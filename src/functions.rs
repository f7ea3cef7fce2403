//! Function identification problems
//!
//! Four parametric families with randomized coefficients. Quiz rounds pair
//! the target with distractor equations (deduplicated by equation string);
//! construct mode checks slider-adjusted coefficients against the target
//! within an absolute tolerance.

use std::collections::BTreeMap;

use rand::Rng;
use rand::seq::SliceRandom;
use serde::Serialize;

use crate::consts::{COEFF_TOLERANCE, PLOT_SAMPLES, PLOT_X_MAX, PLOT_X_MIN};
use crate::plot::PlotSeries;

/// Parametric function families
#[derive(Debug, Clone, Copy, PartialEq, Eq, Serialize)]
pub enum FunctionKind {
    Linear,
    Quadratic,
    Sine,
    Exponential,
}

impl FunctionKind {
    pub const ALL: [FunctionKind; 4] = [
        FunctionKind::Linear,
        FunctionKind::Quadratic,
        FunctionKind::Sine,
        FunctionKind::Exponential,
    ];

    pub fn as_str(&self) -> &'static str {
        match self {
            FunctionKind::Linear => "linear",
            FunctionKind::Quadratic => "quadratic",
            FunctionKind::Sine => "sine",
            FunctionKind::Exponential => "exponential",
        }
    }
}

/// Quiz difficulty, controls the number of answer options
#[derive(Debug, Clone, Copy, PartialEq, Eq, Serialize)]
pub enum Difficulty {
    Easy,
    Medium,
    Hard,
}

impl Difficulty {
    /// Total options presented (target + distractors)
    pub fn option_count(&self) -> usize {
        match self {
            Difficulty::Easy => 3,
            Difficulty::Medium => 4,
            Difficulty::Hard => 5,
        }
    }
}

/// A generated function: family, named coefficients, and the canonical
/// equation string. Immutable once generated for a round.
#[derive(Debug, Clone, PartialEq, Serialize)]
pub struct FunctionSpec {
    pub kind: FunctionKind,
    pub coeffs: BTreeMap<&'static str, f64>,
    pub equation: String,
}

/// Render a trailing coefficient with its canonical sign: "+ 3" or "- 3"
fn signed_term(v: f64) -> String {
    if v < 0.0 {
        format!("- {}", fmt_num(-v))
    } else {
        format!("+ {}", fmt_num(v))
    }
}

/// Integral values render without a decimal point
fn fmt_num(v: f64) -> String {
    if v.fract() == 0.0 {
        format!("{}", v as i64)
    } else {
        format!("{}", v)
    }
}

impl FunctionSpec {
    /// Generate a random function of a random family
    pub fn random<R: Rng>(rng: &mut R) -> Self {
        let kind = FunctionKind::ALL[rng.random_range(0..FunctionKind::ALL.len())];
        Self::random_of_kind(rng, kind)
    }

    /// Generate a random function of the given family
    pub fn random_of_kind<R: Rng>(rng: &mut R, kind: FunctionKind) -> Self {
        let mut coeffs = BTreeMap::new();
        match kind {
            FunctionKind::Linear => {
                // a may be any value in range, including 0
                coeffs.insert("a", rng.random_range(-5..=5) as f64);
                coeffs.insert("b", rng.random_range(-10..=10) as f64);
            }
            FunctionKind::Quadratic => {
                // A zero leading coefficient would degenerate to linear
                let mut a = rng.random_range(-3..=3);
                if a == 0 {
                    a = 1;
                }
                coeffs.insert("a", a as f64);
                coeffs.insert("b", rng.random_range(-5..=5) as f64);
                coeffs.insert("c", rng.random_range(-10..=10) as f64);
            }
            FunctionKind::Sine => {
                coeffs.insert("a", rng.random_range(1..=3) as f64);
                coeffs.insert("b", [0.5, 1.0, 1.5][rng.random_range(0..3)]);
                coeffs.insert("c", rng.random_range(0..=4) as f64);
            }
            FunctionKind::Exponential => {
                coeffs.insert("a", rng.random_range(1..=3) as f64);
                coeffs.insert("b", [0.1, 0.2, 0.3][rng.random_range(0..3)]);
            }
        }
        Self::from_coeffs(kind, coeffs)
    }

    /// Build a spec from explicit coefficients (construct mode, tests)
    pub fn from_coeffs(kind: FunctionKind, coeffs: BTreeMap<&'static str, f64>) -> Self {
        let equation = Self::render_equation(kind, &coeffs);
        Self {
            kind,
            coeffs,
            equation,
        }
    }

    fn render_equation(kind: FunctionKind, coeffs: &BTreeMap<&'static str, f64>) -> String {
        let c = |name: &str| coeffs.get(name).copied().unwrap_or(0.0);
        match kind {
            FunctionKind::Linear => {
                format!("f(x) = {}x {}", fmt_num(c("a")), signed_term(c("b")))
            }
            FunctionKind::Quadratic => format!(
                "f(x) = {}x² {}x {}",
                fmt_num(c("a")),
                signed_term(c("b")),
                signed_term(c("c"))
            ),
            FunctionKind::Sine => format!(
                "f(x) = {}sin({}x {})",
                fmt_num(c("a")),
                fmt_num(c("b")),
                signed_term(c("c"))
            ),
            FunctionKind::Exponential => {
                format!("f(x) = {}e^({}x)", fmt_num(c("a")), fmt_num(c("b")))
            }
        }
    }

    fn coeff(&self, name: &str) -> f64 {
        self.coeffs.get(name).copied().unwrap_or(0.0)
    }

    /// Evaluate the function at x
    pub fn eval(&self, x: f64) -> f64 {
        match self.kind {
            FunctionKind::Linear => self.coeff("a") * x + self.coeff("b"),
            FunctionKind::Quadratic => {
                self.coeff("a") * x * x + self.coeff("b") * x + self.coeff("c")
            }
            FunctionKind::Sine => self.coeff("a") * (self.coeff("b") * x + self.coeff("c")).sin(),
            FunctionKind::Exponential => self.coeff("a") * (self.coeff("b") * x).exp(),
        }
    }

    /// Construct-mode check: every coefficient the target defines must be
    /// within the absolute tolerance; extra user keys are ignored.
    pub fn check_construction(&self, user: &BTreeMap<&'static str, f64>) -> bool {
        self.coeffs
            .iter()
            .all(|(k, v)| user.get(k).is_some_and(|u| (u - v).abs() <= COEFF_TOLERANCE))
    }

    /// Sample evaluation points over the plot domain for the plotting
    /// surface. Non-finite values (overflow) are silently dropped.
    pub fn sample_points(&self, style: &str) -> PlotSeries {
        let mut x = Vec::with_capacity(PLOT_SAMPLES);
        let mut y = Vec::with_capacity(PLOT_SAMPLES);
        for i in 0..PLOT_SAMPLES {
            let t = i as f64 / (PLOT_SAMPLES - 1) as f64;
            let xi = PLOT_X_MIN + (PLOT_X_MAX - PLOT_X_MIN) * t;
            let yi = self.eval(xi);
            if yi.is_finite() {
                x.push(xi);
                y.push(yi);
            }
        }
        PlotSeries::new(x, y, style)
    }
}

/// One quiz round: the target hidden among distractors, in random order
#[derive(Debug, Clone, Serialize)]
pub struct QuizRound {
    pub options: Vec<FunctionSpec>,
    target_index: usize,
}

impl QuizRound {
    /// Generate a target plus distractors, rejecting duplicates by equation
    /// string, then shuffle the presentation order.
    pub fn generate<R: Rng>(rng: &mut R, difficulty: Difficulty) -> Self {
        let target = FunctionSpec::random(rng);
        let target_equation = target.equation.clone();

        let mut options = vec![target];
        while options.len() < difficulty.option_count() {
            let distractor = FunctionSpec::random(rng);
            if !options.iter().any(|o| o.equation == distractor.equation) {
                options.push(distractor);
            }
        }
        options.shuffle(rng);

        let target_index = options
            .iter()
            .position(|o| o.equation == target_equation)
            .unwrap_or(0);
        Self {
            options,
            target_index,
        }
    }

    pub fn target(&self) -> &FunctionSpec {
        &self.options[self.target_index]
    }

    /// Correct iff the selected equation string equals the target's
    pub fn check_answer(&self, selected: &FunctionSpec) -> bool {
        selected.equation == self.target().equation
    }

    /// Index-based variant for option-list presentations
    pub fn is_correct(&self, option_index: usize) -> bool {
        option_index == self.target_index
    }
}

==*==

▶ Problem details
Only lines with the word "bool" count here; copy every one from the records.

▶ Task result
    pub fn check_construction(&self, user: &BTreeMap<&'static str, f64>) -> bool {
    pub fn check_answer(&self, selected: &FunctionSpec) -> bool {
    pub fn is_correct(&self, option_index: usize) -> bool {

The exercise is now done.